Project 1: Automated data collection

This project is about characterizing change; about expressing how data evolve over time. Working in groups, students will collect data for approximately one month.

Each group will eventually design an automated collection system that will "scrape" data of some form from the Web. Groups are encouraged to be creative about their choice of data, with the only restriction being that the data must relate to the upcoming Presidential election. While data collection will initially proceed manually, we will begin to very quickly provide students with the tools to both collect and to process data in an automated fashion.

Because groups will eventually automate their processing, I would not encourage students to spend a lot of time with their manual analyses. The goal of this exercise is not to make the (obvious) point that a computer can conduct analysis faster than a human can, but that computing can change what we view as data (perhaps equally obvious, but certainly less appreciated).

It is also important that students get a sense of what it means to "own" a data feed and to feel the daily pressure to keep it current.
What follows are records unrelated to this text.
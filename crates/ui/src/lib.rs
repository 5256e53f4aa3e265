mod app;
mod input;
mod renderer;
mod theme;

pub use app::ViewerApp;
pub use renderer::{EguiBackend, EguiRenderer};
pub use theme::ThemeMode;

/// DOM id of the canvas the web build draws into.
pub const CANVAS_ID: &str = "img_viewer_canvas";

// WASM entry point
#[cfg(target_arch = "wasm32")]
use wasm_bindgen::prelude::*;
#[cfg(target_arch = "wasm32")]
use wasm_bindgen::JsCast;

#[cfg(target_arch = "wasm32")]
#[wasm_bindgen(start)]
pub fn start() -> Result<(), JsValue> {
    // Redirect panics to console
    console_error_panic_hook::set_once();

    wasm_bindgen_futures::spawn_local(async {
        if let Err(e) = run().await {
            web_sys::console::error_1(&format!("Failed to start img-viewer: {e:?}").into());
        }
    });
    Ok(())
}

#[cfg(target_arch = "wasm32")]
async fn run() -> Result<(), JsValue> {
    let document = web_sys::window()
        .and_then(|w| w.document())
        .ok_or_else(|| JsValue::from_str("no document"))?;
    let canvas = document
        .get_element_by_id(CANVAS_ID)
        .ok_or_else(|| JsValue::from_str("no canvas element with id 'img_viewer_canvas'"))?
        .dyn_into::<web_sys::HtmlCanvasElement>()
        .map_err(|_| JsValue::from_str("element is not a canvas"))?;

    eframe::WebRunner::new()
        .start(
            canvas,
            eframe::WebOptions::default(),
            Box::new(|cc| {
                Ok(Box::new(ViewerApp::new(
                    cc,
                    img_viewer_core::ViewerConfig::default(),
                )))
            }),
        )
        .await
}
At the end of the quarter, each group will present to the class the data they chose and the systems they developed to collect, store and process the data. They will also present an analysis of the data, indicating how characteristics of the feed changed over time, and in response to events like the scheduled debates or (unforseen) incidents in the U.S. and abroad. Grading will be based on the decisions the students made while designing their system and on the analysis of the culled data.